How is a pediatric liver transplant performed?
When a donor liver becomes available, the patient and the transplant team meet at the hospital for final tests. Once the patient is cleared for surgery, the transplant is performed as soon as possible.
A pediatric liver transplant takes about eight hours, says Dr. Ekong.
The patient is put to sleep using general anesthesia, and an incision is made across the abdomen. The damaged liver is disconnected from the blood supply and gastrointestinal tract, removed from the body, and replaced with the new one. Blood vessels and bile ducts are reattached, so that blood and bile flow are restored through the new liver. The incision is then closed and stapled or stitched up.
Because children are smaller than adults, they usually only need a small portion of a donor liver, which quickly grows into a fully working organ. If a deceased donor liver is available, it may be used for one pediatric and one adult patient.
Because children need smaller portions of donated livers, adult-to-child living donations can be very successful, and very safe for the donor.
After surgery, transplant patients stay in the hospital for about 10 days. They spend the first few days in the pediatric intensive care unit, having their liver function and vital signs tested frequently. Then they are moved to the general pediatric ward for the remainder of their stay.
For the first few days, patients receive nutrients intravenously but can then begin drinking and eating solid food. The incision typically heals quickly, although a tube may be attached to the wound for a few days to drain away fluid.
Doctors will prescribe drugs to help manage pain after surgery, and medicines that help to prevent infection and facilitate the body’s acceptance of its new organ.
What happens after a pediatric liver transplant?
Liver transplant recipients usually need weekly check-ups for the first few months after surgery. The appointments then become more spread out – once a month and eventually just once or twice a year. “Lab tests, however, are done frequently, as this is the only way to know Dr. Ekong.
Doctors also use these check-ups to make sure that patients are taking their medications. People who receive a liver transplant have to take several drugs every day for the rest of their lives to prevent their bodies from rejecting the organ.

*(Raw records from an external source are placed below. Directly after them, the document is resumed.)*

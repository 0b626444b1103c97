pub mod engine;
pub mod types;

pub use engine::MarketAgent;
pub use types::{
    Breadth, Categories, CategorySummary, CoinSummary, DexData, DexPair, FearGreedBand,
    GlobalMarket, MarketAssetData, MarketData, MarketSentiment, MarketSummary, TrendingCoin,
    VolumeStatus,
};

Parents need to make sure that their children stick to this regimen, especially during big life changes, such as going away to college as a teenager, or switching doctors or insurance plans. Patients or their parents should call their doctor if their medication ever gets off schedule because a single missed dose can put transplant recipients at risk for a rejection episode, which may lead to organ failure and the need for another transplant.

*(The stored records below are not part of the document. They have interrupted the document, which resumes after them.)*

/// Process-wide declarative configuration: assets, weights, scoring rules,
/// label bands, and per-source collector settings.
///
/// `Profile::default()` is a complete working configuration; a JSON file can
/// override any subset of it. All fields carry `#[serde(default)]` so adding
/// new fields never breaks loading an older profile file.
#[derive(Debug, Clone, Serialize, Deserialize)]
#[serde(default)]
pub struct Profile {
    pub name: String,
    pub assets: Vec<String>,
    pub http_timeout_sec: u64,
    pub weights: Weights,
    pub scoring: ScoringRules,
    pub labels: Vec<LabelBand>,
    pub reweighting: ReweightingConfig,
    pub conviction: ConvictionConfig,
    pub momentum: MomentumConfig,
    pub portfolio: PortfolioConfig,
    pub llm_insights: LlmInsightsConfig,
    pub technical: TechnicalConfig,
    pub derivatives: DerivativesConfig,
    pub market: MarketConfig,
    pub narrative: NarrativeConfig,
    pub whale: WhaleConfig,
}

fn default_assets() -> Vec<String> {
    [
        "BTC", "ETH", "SOL", "BNB", "XRP", "ADA", "AVAX", "DOT", "MATIC", "LINK", "UNI", "ATOM",
        "LTC", "FIL", "NEAR", "APT", "ARB", "OP", "INJ", "SUI",
    ]
    .iter()
    .map(|s| s.to_string())
    .collect()
}

fn usdt_pairs(assets: &[String]) -> BTreeMap<String, String> {
    assets
        .iter()
        .map(|a| (a.clone(), format!("{a}USDT")))
        .collect()
}

impl Default for Profile {
    fn default() -> Self {
        Self {
            name: "signals_default".to_string(),
            assets: default_assets(),
            http_timeout_sec: 20,
            weights: Weights::default(),
            scoring: ScoringRules::default(),
            labels: default_labels(),
            reweighting: ReweightingConfig::default(),
            conviction: ConvictionConfig::default(),
            momentum: MomentumConfig::default(),
            portfolio: PortfolioConfig::default(),
            llm_insights: LlmInsightsConfig::default(),
            technical: TechnicalConfig::default(),
            derivatives: DerivativesConfig::default(),
            market: MarketConfig::default(),
            narrative: NarrativeConfig::default(),
            whale: WhaleConfig::default(),
        }
    }
}

impl Profile {
    /// Load the profile: JSON file override when `SIGNAL_PROFILE_PATH` is set,
    /// built-in defaults otherwise. Misconfiguration fails here, at startup.
    pub fn load() -> Result<Self, SignalError> {
        let profile = match std::env::var(PROFILE_PATH_ENV) {
            Ok(path) => {
                tracing::info!(path, "loading profile override");
                Self::from_file(Path::new(&path))?
            }
            Err(_) => Self::default(),
        };
        profile.validate()?;
        Ok(profile)
    }

    pub fn from_file(path: &Path) -> Result<Self, SignalError> {
        let raw = std::fs::read_to_string(path)
            .map_err(|e| SignalError::Config(format!("profile {}: {e}", path.display())))?;
        let profile: Profile = serde_json::from_str(&raw)
            .map_err(|e| SignalError::Config(format!("profile {}: {e}", path.display())))?;
        Ok(profile)
    }

    pub fn validate(&self) -> Result<(), SignalError> {
        if self.assets.is_empty() {
            return Err(SignalError::Config(
                "profile must define at least one asset".to_string(),
            ));
        }
        let total = self.weights.total();
        if (total - 1.0).abs() > 1e-6 {
            return Err(SignalError::Config(format!(
                "dimension weights must sum to 1.0, got {total}"
            )));
        }
        if self.labels.is_empty() {
            return Err(SignalError::Config("profile must define label bands".to_string()));
        }
        let mut prev = f64::INFINITY;
        for band in &self.labels {
            if band.min_score > prev {
                return Err(SignalError::Config(
                    "label bands must be sorted descending by min_score".to_string(),
                ));
            }
            prev = band.min_score;
        }
        Ok(())
    }
}

// ------------------------------------------------------------------ //
//  Weights
// ------------------------------------------------------------------ //

#[derive(Debug, Clone, Serialize, Deserialize)]
#[serde(default)]
pub struct Weights {
    pub whale: f64,
    pub technical: f64,
    pub derivatives: f64,
    pub narrative: f64,
    pub market: f64,
}

impl Default for Weights {
    fn default() -> Self {
        Self {
            whale: 0.30,
            technical: 0.25,
            derivatives: 0.20,
            narrative: 0.15,
            market: 0.10,
        }
    }
}

impl Weights {
    pub fn total(&self) -> f64 {
        self.whale + self.technical + self.derivatives + self.narrative + self.market
    }
}

// ------------------------------------------------------------------ //
//  Label bands
// ------------------------------------------------------------------ //

fn default_labels() -> Vec<LabelBand> {
    let band = |min_score: f64, name: &str, direction: Direction| LabelBand {
        min_score,
        name: name.to_string(),
        direction,
    };
    vec![
        band(80.0, "STRONG BUY", Direction::Buy),
        band(65.0, "BUY", Direction::Buy),
        band(55.0, "WEAK BUY", Direction::Buy),
        band(45.0, "NEUTRAL", Direction::Neutral),
        band(35.0, "WEAK SELL", Direction::Sell),
        band(20.0, "SELL", Direction::Sell),
        band(0.0, "STRONG SELL", Direction::Sell),
    ]
}

// ------------------------------------------------------------------ //
//  Scoring rules
// ------------------------------------------------------------------ //

#[derive(Debug, Clone, Default, Serialize, Deserialize)]
#[serde(default)]
pub struct ScoringRules {
    pub whale: WhaleRules,
    pub technical: TechnicalRules,
    pub derivatives: DerivativesRules,
    pub narrative: NarrativeRules,
    pub market: MarketRules,
}

#[derive(Debug, Clone, Serialize, Deserialize)]
#[serde(default)]
pub struct WhaleRules {
    pub base_score: f64,
    pub min_directional_moves: u32,
    pub ratio_max_points: f64,
    pub exchange_outflow_bonus: f64,
    pub exchange_inflow_penalty: f64,
    pub wallet_accumulating_bonus: f64,
    pub wallet_reducing_penalty: f64,
    pub min_score: f64,
    pub max_score: f64,
}

impl Default for WhaleRules {
    fn default() -> Self {
        Self {
            base_score: 50.0,
            min_directional_moves: 3,
            ratio_max_points: 30.0,
            exchange_outflow_bonus: 10.0,
            exchange_inflow_penalty: -10.0,
            wallet_accumulating_bonus: 8.0,
            wallet_reducing_penalty: -8.0,
            min_score: 0.0,
            max_score: 100.0,
        }
    }
}

#[derive(Debug, Clone, Default, Serialize, Deserialize)]
#[serde(default)]
pub struct TechnicalRules {
    pub rsi: RsiRules,
    pub macd: MacdRules,
    pub ma: MaRules,
    pub trend: TrendRules,
}

#[derive(Debug, Clone, Serialize, Deserialize)]
#[serde(default)]
pub struct RsiRules {
    pub oversold_below: f64,
    pub overbought_above: f64,
    pub oversold_score: f64,
    pub overbought_score: f64,
    pub neutral_min_score: f64,
    pub neutral_max_score: f64,
}

impl Default for RsiRules {
    fn default() -> Self {
        Self {
            oversold_below: 30.0,
            overbought_above: 70.0,
            oversold_score: 30.0,
            overbought_score: 10.0,
            neutral_min_score: 15.0,
            neutral_max_score: 40.0,
        }
    }
}

#[derive(Debug, Clone, Serialize, Deserialize)]
#[serde(default)]
pub struct MacdRules {
    pub bullish_cross_points: f64,
    pub bearish_cross_points: f64,
}

impl Default for MacdRules {
    fn default() -> Self {
        Self {
            bullish_cross_points: 20.0,
            bearish_cross_points: 0.0,
        }
    }
}

#[derive(Debug, Clone, Serialize, Deserialize)]
#[serde(default)]
pub struct MaRules {
    pub above_ma7_points: f64,
    pub below_ma7_points: f64,
    pub above_ma30_points: f64,
    pub below_ma30_points: f64,
}

impl Default for MaRules {
    fn default() -> Self {
        Self {
            above_ma7_points: 10.0,
            below_ma7_points: 0.0,
            above_ma30_points: 10.0,
            below_ma30_points: 0.0,
        }
    }
}

#[derive(Debug, Clone, Serialize, Deserialize)]
#[serde(default)]
pub struct TrendRules {
    pub bullish_points: f64,
    pub bearish_points: f64,
    pub neutral_points: f64,
}

impl Default for TrendRules {
    fn default() -> Self {
        Self {
            bullish_points: 20.0,
            bearish_points: 0.0,
            neutral_points: 10.0,
        }
    }
}

#[derive(Debug, Clone, Default, Serialize, Deserialize)]
#[serde(default)]
pub struct DerivativesRules {
    pub long_short: LongShortRules,
    pub funding: FundingRules,
    pub open_interest: OpenInterestRules,
}

#[derive(Debug, Clone, Serialize, Deserialize)]
#[serde(default)]
pub struct LongShortRules {
    pub sweet_spot_min: f64,
    pub sweet_spot_max: f64,
    pub overcrowded_above: f64,
    pub contrarian_below: f64,
    pub sweet_spot_score: f64,
    pub overcrowded_score: f64,
    pub contrarian_score: f64,
    pub default_score: f64,
}

impl Default for LongShortRules {
    fn default() -> Self {
        Self {
            sweet_spot_min: 0.55,
            sweet_spot_max: 0.65,
            overcrowded_above: 0.70,
            contrarian_below: 0.45,
            sweet_spot_score: 40.0,
            overcrowded_score: 10.0,
            contrarian_score: 35.0,
            default_score: 25.0,
        }
    }
}

#[derive(Debug, Clone, Serialize, Deserialize)]
#[serde(default)]
pub struct FundingRules {
    pub low_threshold: f64,
    pub moderate_threshold: f64,
    pub negative_score: f64,
    pub low_score: f64,
    pub moderate_score: f64,
    pub high_score: f64,
}

impl Default for FundingRules {
    fn default() -> Self {
        Self {
            low_threshold: 0.0002,
            moderate_threshold: 0.0005,
            negative_score: 35.0,
            low_score: 30.0,
            moderate_score: 15.0,
            high_score: 5.0,
        }
    }
}

#[derive(Debug, Clone, Serialize, Deserialize)]
#[serde(default)]
pub struct OpenInterestRules {
    /// Percent change vs the previous cycle's open interest below which the
    /// reading counts as stable.
    pub delta_threshold_pct: f64,
    pub rising_score: f64,
    pub falling_score: f64,
    pub stable_score: f64,
}

impl Default for OpenInterestRules {
    fn default() -> Self {
        Self {
            delta_threshold_pct: 5.0,
            rising_score: 20.0,
            falling_score: 5.0,
            stable_score: 15.0,
        }
    }
}

#[derive(Debug, Clone, Serialize, Deserialize)]
#[serde(default)]
pub struct NarrativeRules {
    pub volume_multiplier: f64,
    pub llm: LlmSentimentRules,
    pub community_multiplier: f64,
    pub trending_bonus: f64,
    pub influencer: InfluencerRules,
    pub multi_source: MultiSourceRules,
    pub max_score: f64,
}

“We make sure that families understand that this is a lifelong commitment,” Dr. Ekong says. “We are going to see these patients for pretty much all of their pediatric lives, and then transition them to an adult transplant hepatologist after that.”

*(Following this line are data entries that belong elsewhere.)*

use async_trait::async_trait;
use std::collections::BTreeMap;
use std::sync::Arc;

use signal_core::{Agent, HttpJson, Profile, SignalError};

use crate::indicators::{macd, rsi, sma};
use crate::types::{
    MacdStatus, RsiStatus, TechnicalAssetData, TechnicalData, TechnicalSummary, Trend,
};

/// Computes RSI, MACD, and moving-average trends for the tracked assets from
/// daily spot klines.
pub struct TechnicalAgent {
    profile: Arc<Profile>,
    http: HttpJson,
}

impl TechnicalAgent {
    pub fn new(profile: Arc<Profile>) -> Self {
        let http = HttpJson::new(profile.http_timeout_sec);
        Self { profile, http }
    }

    async fn fetch_closes(&self, symbol: &str) -> Result<Vec<f64>, SignalError> {
        let cfg = &self.profile.technical;
        let url = format!("{}{}", cfg.base_url, cfg.klines_endpoint);
        let raw: Vec<serde_json::Value> = self
            .http
            .get_with_query(
                &url,
                &[
                    ("symbol", symbol.to_string()),
                    ("interval", cfg.interval.clone()),
                    ("limit", cfg.candle_limit.to_string()),
                ],
            )
            .await?;

        // Kline format: [open_time, open, high, low, close, volume, ...]
        let closes: Vec<f64> = raw
            .iter()
            .filter_map(|candle| candle.get(4))
            .filter_map(|v| v.as_str().and_then(|s| s.parse::<f64>().ok()))
            .collect();
        Ok(closes)
    }

    fn analyze(&self, closes: &[f64]) -> TechnicalAssetData {
        let cfg = &self.profile.technical;
        let mut asset = TechnicalAssetData::default();

        let price = match closes.last() {
            Some(p) => *p,
            None => return asset,
        };
        asset.price = Some(price);

        let rsi_value = rsi(closes, cfg.rsi_period);
        if let Some(value) = rsi_value {
            asset.rsi_14 = Some((value * 100.0).round() / 100.0);
            asset.rsi_status = if value >= cfg.rsi_overbought {
                RsiStatus::Overbought
            } else if value <= cfg.rsi_oversold {
                RsiStatus::Oversold
            } else if value >= cfg.rsi_bullish {
                RsiStatus::Bullish
            } else {
                RsiStatus::Bearish
            };
        }

        if closes.len() >= cfg.ma_7d_period {
            if let Some(ma7) = sma(closes, cfg.ma_7d_period).last() {
                asset.ma_7d = Some(*ma7);
                asset.price_vs_7d_ma = Some(((price - ma7) / ma7 * 10000.0).round() / 100.0);
            }
        }
        if closes.len() >= cfg.ma_30d_period {
            if let Some(ma30) = sma(closes, cfg.ma_30d_period).last() {
                asset.ma_30d = Some(*ma30);
                asset.price_vs_30d_ma = Some(((price - ma30) / ma30 * 10000.0).round() / 100.0);
            }
        }

        let macd_result = macd(closes, cfg.macd_fast, cfg.macd_slow, cfg.macd_signal);
        if let Some(m) = &macd_result {
            asset.macd_line = Some(m.macd_line);
            asset.macd_signal = Some(m.signal_line);
            asset.macd_histogram = Some(m.histogram);
            asset.macd_status = if m.macd_line > m.signal_line {
                MacdStatus::Bullish
            } else {
                MacdStatus::Bearish
            };
        }

        // 30d trend: price vs 30d MA confirmed by RSI.
        asset.trend_30d = match (asset.ma_30d, rsi_value) {
            (Some(ma30), Some(r)) => {
                if price > ma30 && r > cfg.rsi_bullish {
                    Trend::Bullish
                } else if price < ma30 && r < cfg.rsi_bullish {
                    Trend::Bearish
                } else {
                    Trend::Neutral
                }
            }
            _ => Trend::Unknown,
        };

        // 7d trend: price vs 7d MA confirmed by MACD cross.
        asset.trend_7d = match (asset.ma_7d, &macd_result) {
            (Some(ma7), Some(m)) => {
                if price > ma7 && m.macd_line > m.signal_line {
                    Trend::Bullish
                } else if price < ma7 && m.macd_line < m.signal_line {
                    Trend::Bearish
                } else {
                    Trend::Neutral
                }
            }
            _ => Trend::Unknown,
        };

        asset.technical_condition =
            asset.trend_30d == Trend::Bullish && asset.trend_7d == Trend::Bullish;

        asset
    }

    fn build_summary(by_asset: &BTreeMap<String, TechnicalAssetData>) -> TechnicalSummary {
        let mut summary = TechnicalSummary::default();
        for (asset_name, asset) in by_asset {
            if asset.technical_condition {
                summary.bullish_assets.push(asset_name.clone());
            } else if asset.trend_30d == Trend::Bearish || asset.trend_7d == Trend::Bearish {
                summary.bearish_assets.push(asset_name.clone());
            } else {
                summary.neutral_assets.push(asset_name.clone());
            }
            match asset.rsi_status {
                RsiStatus::Overbought => summary.overbought_assets.push(asset_name.clone()),
                RsiStatus::Oversold => summary.oversold_assets.push(asset_name.clone()),
                _ => {}
            }
        }
        summary
    }
}

#[async_trait]
impl Agent for TechnicalAgent {
    type Data = TechnicalData;

    fn name(&self) -> &'static str {
        "technical_agent"
    }

    fn profile_name(&self) -> &str {
        &self.profile.name
    }

    fn empty_data(&self) -> TechnicalData {
        TechnicalData {
            by_asset: self
                .profile
                .assets
                .iter()
                .map(|a| (a.clone(), TechnicalAssetData::default()))
                .collect(),
            summary: TechnicalSummary::default(),
        }
    }

    async fn collect(&self) -> Result<(TechnicalData, Vec<String>), SignalError> {
        let cfg = &self.profile.technical;
        let min_candles = cfg.macd_slow + cfg.macd_signal;

        let mut data = self.empty_data();
        let mut errors = Vec::new();

        for asset_name in &self.profile.assets {
            let Some(symbol) = cfg.symbol_map.get(asset_name) else {
                errors.push(format!("{asset_name}: no spot symbol mapping in profile"));
                continue;
            };

            let closes = match self.fetch_closes(symbol).await {
                Ok(closes) => closes,
                Err(e) => {
                    errors.push(format!("{asset_name} klines: {e}"));
                    continue;
                }
            };
            if closes.len() < min_candles {
                errors.push(format!(
                    "{asset_name}: not enough candles ({})",
                    closes.len()
                ));
                continue;
            }

            data.by_asset
                .insert(asset_name.clone(), self.analyze(&closes));
        }

        data.summary = Self::build_summary(&data.by_asset);
        Ok((data, errors))
    }
}

#[cfg(test)]
mod tests {
    use super::*;

    fn agent() -> TechnicalAgent {
        TechnicalAgent::new(Arc::new(Profile::default()))
    }

    fn trending_up(n: usize) -> Vec<f64> {
        (0..n).map(|i| 100.0 + i as f64).collect()
    }

    fn trending_down(n: usize) -> Vec<f64> {
        (0..n).map(|i| 200.0 - i as f64).collect()
    }

    #[test]
    fn test_uptrend_is_bullish() {
        let asset = agent().analyze(&trending_up(50));
        assert_eq!(asset.trend_30d, Trend::Bullish);
        assert_eq!(asset.trend_7d, Trend::Bullish);
        assert!(asset.technical_condition);
        assert_eq!(asset.macd_status, MacdStatus::Bullish);
        assert!(asset.rsi_14.unwrap() > 50.0);
        assert!(asset.price_vs_30d_ma.unwrap() > 0.0);
    }

    #[test]
    fn test_downtrend_is_bearish() {
        let asset = agent().analyze(&trending_down(50));
        assert_eq!(asset.trend_30d, Trend::Bearish);
        assert_eq!(asset.trend_7d, Trend::Bearish);
        assert!(!asset.technical_condition);
        assert_eq!(asset.macd_status, MacdStatus::Bearish);
    }

    #[test]
    fn test_short_series_leaves_fields_unset() {
        let asset = agent().analyze(&trending_up(10));
        assert!(asset.macd_line.is_none());
        assert!(asset.ma_30d.is_none());
        assert_eq!(asset.trend_30d, Trend::Unknown);
    }

    #[test]
    fn test_empty_data_covers_all_assets() {
        let a = agent();
        let data = a.empty_data();
        assert_eq!(data.by_asset.len(), a.profile.assets.len());
        assert!(data.by_asset.values().all(|v| v.price.is_none()));
    }

    #[test]
    fn test_summary_buckets() {
        let a = agent();
        let mut by_asset = BTreeMap::new();
        by_asset.insert("BTC".to_string(), a.analyze(&trending_up(50)));
        by_asset.insert("ETH".to_string(), a.analyze(&trending_down(50)));

        let summary = TechnicalAgent::build_summary(&by_asset);
        assert_eq!(summary.bullish_assets, vec!["BTC"]);
        assert_eq!(summary.bearish_assets, vec!["ETH"]);
        // Monotone moves pin RSI to the extremes.
        assert_eq!(summary.overbought_assets, vec!["BTC"]);
        assert_eq!(summary.oversold_assets, vec!["ETH"]);
    }
}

What makes Yale Medicine’s approach to pediatric liver transplants unique?
The Yale New Haven Transplant Center is the only transplant center providing pediatric liver transplantation in Connecticut, Rhode Island, Vermont, and southern Massachusetts. Patients are also referred to Yale Medicine from across the country and the world.
Liver surgery is complex, says Dr Ekong. “You’re dealing with small blood vessels and smaller bile ducts,” she says. “It’s the type of procedure for which you want experienced surgeons who have done a large number of these types of surgeries, and we have that at Yale.”
The pediatric liver specialists at Yale Medicine also have the expertise to make diagnoses early and accurately, and to address diseases that respond well to treatment, says Dr. Ekong. Patients who need liver transplants are worked up for this as soon as possible, “so we start talking to families right off the bat about the option of living donors,” she says, “which we know can lead to the best possible outcomes.”